### DATA FOR THE TASK
▽

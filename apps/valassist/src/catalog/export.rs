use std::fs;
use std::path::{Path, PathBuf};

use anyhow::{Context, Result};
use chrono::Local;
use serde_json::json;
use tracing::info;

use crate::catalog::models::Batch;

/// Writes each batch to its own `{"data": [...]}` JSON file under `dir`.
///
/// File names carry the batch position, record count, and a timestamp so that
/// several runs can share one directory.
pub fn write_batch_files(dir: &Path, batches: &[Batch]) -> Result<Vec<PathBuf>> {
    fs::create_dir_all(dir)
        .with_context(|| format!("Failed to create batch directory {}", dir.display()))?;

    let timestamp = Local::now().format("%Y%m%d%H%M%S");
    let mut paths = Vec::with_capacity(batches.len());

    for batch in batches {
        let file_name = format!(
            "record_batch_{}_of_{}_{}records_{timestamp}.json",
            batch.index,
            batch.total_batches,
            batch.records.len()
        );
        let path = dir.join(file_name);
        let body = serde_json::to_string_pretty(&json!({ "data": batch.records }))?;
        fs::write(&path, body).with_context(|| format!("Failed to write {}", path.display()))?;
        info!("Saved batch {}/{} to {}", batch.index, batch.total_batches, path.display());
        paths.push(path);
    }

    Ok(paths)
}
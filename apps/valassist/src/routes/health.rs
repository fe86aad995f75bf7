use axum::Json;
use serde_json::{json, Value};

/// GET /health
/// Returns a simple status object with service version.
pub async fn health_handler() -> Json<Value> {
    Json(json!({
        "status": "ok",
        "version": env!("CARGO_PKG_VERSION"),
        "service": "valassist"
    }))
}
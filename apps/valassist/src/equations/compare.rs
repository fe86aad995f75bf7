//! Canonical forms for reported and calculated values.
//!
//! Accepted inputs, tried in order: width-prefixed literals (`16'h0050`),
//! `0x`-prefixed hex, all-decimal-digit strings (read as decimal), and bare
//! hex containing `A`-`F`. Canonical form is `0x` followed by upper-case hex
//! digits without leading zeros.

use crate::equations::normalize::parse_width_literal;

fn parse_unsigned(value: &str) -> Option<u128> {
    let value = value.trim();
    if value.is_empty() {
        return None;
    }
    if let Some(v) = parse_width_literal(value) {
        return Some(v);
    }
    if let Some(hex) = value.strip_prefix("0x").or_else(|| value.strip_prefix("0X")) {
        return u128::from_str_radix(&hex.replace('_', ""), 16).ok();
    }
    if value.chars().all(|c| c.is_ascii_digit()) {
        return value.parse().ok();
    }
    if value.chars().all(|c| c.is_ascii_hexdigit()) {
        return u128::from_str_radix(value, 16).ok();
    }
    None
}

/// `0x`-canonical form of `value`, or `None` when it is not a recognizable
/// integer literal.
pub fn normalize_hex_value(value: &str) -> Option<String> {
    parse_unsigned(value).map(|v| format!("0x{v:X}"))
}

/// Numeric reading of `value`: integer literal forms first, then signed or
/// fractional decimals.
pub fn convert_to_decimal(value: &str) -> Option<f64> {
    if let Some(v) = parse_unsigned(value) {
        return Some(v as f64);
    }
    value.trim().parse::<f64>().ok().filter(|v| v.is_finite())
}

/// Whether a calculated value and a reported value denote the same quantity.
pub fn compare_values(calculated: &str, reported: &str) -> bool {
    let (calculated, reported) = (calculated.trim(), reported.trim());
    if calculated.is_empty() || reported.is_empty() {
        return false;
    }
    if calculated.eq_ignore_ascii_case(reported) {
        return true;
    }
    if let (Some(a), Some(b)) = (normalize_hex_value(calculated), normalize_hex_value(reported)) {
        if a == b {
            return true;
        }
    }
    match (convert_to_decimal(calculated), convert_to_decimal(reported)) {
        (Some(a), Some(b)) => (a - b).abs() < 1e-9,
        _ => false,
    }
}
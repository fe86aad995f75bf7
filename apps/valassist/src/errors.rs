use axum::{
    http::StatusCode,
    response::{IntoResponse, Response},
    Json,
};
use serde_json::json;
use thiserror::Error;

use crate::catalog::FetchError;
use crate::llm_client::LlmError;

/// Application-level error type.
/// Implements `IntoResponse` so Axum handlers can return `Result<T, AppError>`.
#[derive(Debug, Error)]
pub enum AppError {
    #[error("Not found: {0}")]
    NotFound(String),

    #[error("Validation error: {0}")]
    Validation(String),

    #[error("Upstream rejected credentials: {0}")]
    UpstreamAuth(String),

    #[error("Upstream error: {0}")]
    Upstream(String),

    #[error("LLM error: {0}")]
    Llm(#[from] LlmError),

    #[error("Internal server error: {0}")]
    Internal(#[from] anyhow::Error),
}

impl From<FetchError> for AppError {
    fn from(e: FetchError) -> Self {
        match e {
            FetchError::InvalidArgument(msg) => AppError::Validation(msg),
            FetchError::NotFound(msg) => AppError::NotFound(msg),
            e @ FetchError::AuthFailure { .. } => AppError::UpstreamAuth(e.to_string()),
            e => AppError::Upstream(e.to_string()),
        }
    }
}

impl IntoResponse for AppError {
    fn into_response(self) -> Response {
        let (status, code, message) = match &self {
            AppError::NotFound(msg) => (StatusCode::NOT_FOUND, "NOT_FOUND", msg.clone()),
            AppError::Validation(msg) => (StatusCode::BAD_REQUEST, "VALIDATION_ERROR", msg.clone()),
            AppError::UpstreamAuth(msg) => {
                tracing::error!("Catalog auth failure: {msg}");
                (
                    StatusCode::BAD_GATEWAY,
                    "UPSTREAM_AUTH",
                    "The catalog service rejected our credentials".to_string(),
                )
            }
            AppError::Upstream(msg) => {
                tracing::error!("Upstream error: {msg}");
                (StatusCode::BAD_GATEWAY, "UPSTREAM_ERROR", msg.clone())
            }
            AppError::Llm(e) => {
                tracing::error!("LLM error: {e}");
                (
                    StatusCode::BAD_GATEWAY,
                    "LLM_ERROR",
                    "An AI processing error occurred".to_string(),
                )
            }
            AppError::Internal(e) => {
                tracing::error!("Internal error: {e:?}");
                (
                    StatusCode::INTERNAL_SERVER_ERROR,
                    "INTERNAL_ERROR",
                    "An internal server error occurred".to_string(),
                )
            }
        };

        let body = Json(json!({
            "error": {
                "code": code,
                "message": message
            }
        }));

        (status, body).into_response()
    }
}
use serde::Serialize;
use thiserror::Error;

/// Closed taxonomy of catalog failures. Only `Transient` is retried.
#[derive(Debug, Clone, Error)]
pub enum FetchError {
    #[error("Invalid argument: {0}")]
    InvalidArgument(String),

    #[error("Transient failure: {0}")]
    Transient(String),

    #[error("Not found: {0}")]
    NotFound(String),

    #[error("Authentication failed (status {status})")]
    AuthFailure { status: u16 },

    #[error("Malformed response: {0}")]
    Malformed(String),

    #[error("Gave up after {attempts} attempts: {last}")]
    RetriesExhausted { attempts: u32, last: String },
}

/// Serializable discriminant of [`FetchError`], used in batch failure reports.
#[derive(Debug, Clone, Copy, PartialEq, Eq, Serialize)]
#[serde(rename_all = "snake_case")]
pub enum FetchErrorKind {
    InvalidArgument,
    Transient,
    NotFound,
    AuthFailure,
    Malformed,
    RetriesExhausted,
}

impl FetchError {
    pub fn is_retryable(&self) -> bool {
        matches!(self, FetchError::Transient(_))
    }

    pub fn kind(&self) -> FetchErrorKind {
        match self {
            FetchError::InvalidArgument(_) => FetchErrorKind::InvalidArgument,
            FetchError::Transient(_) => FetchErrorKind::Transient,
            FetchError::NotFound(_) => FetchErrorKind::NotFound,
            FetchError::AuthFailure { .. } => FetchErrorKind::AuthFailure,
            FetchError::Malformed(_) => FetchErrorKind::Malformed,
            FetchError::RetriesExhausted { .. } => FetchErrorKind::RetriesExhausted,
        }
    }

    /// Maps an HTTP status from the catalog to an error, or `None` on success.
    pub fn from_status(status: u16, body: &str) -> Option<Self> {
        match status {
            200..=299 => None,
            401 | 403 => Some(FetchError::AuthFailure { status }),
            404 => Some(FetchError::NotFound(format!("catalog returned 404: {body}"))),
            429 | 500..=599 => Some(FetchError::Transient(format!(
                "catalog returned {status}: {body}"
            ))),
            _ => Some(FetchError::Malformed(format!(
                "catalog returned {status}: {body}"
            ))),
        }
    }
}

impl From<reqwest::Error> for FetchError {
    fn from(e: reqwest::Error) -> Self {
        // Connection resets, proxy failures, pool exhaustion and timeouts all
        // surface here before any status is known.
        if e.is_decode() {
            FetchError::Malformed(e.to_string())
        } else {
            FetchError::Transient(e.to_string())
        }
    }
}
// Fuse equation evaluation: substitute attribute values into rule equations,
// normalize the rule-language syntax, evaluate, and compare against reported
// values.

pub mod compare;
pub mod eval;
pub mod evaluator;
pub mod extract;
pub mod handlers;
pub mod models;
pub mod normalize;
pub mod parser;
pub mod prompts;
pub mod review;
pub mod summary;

△

### YOUR OBJECTIVE
Copy out every line of the material above that mentions the word "NotFound".

### OUTPUT FOR THIS EXERCISE
    NotFound(String),
            FetchError::NotFound(msg) => AppError::NotFound(msg),
            AppError::NotFound(msg) => (StatusCode::NOT_FOUND, "NOT_FOUND", msg.clone()),
    NotFound(String),
    NotFound,
            FetchError::NotFound(_) => FetchErrorKind::NotFound,
            404 => Some(FetchError::NotFound(format!("catalog returned 404: {body}"))),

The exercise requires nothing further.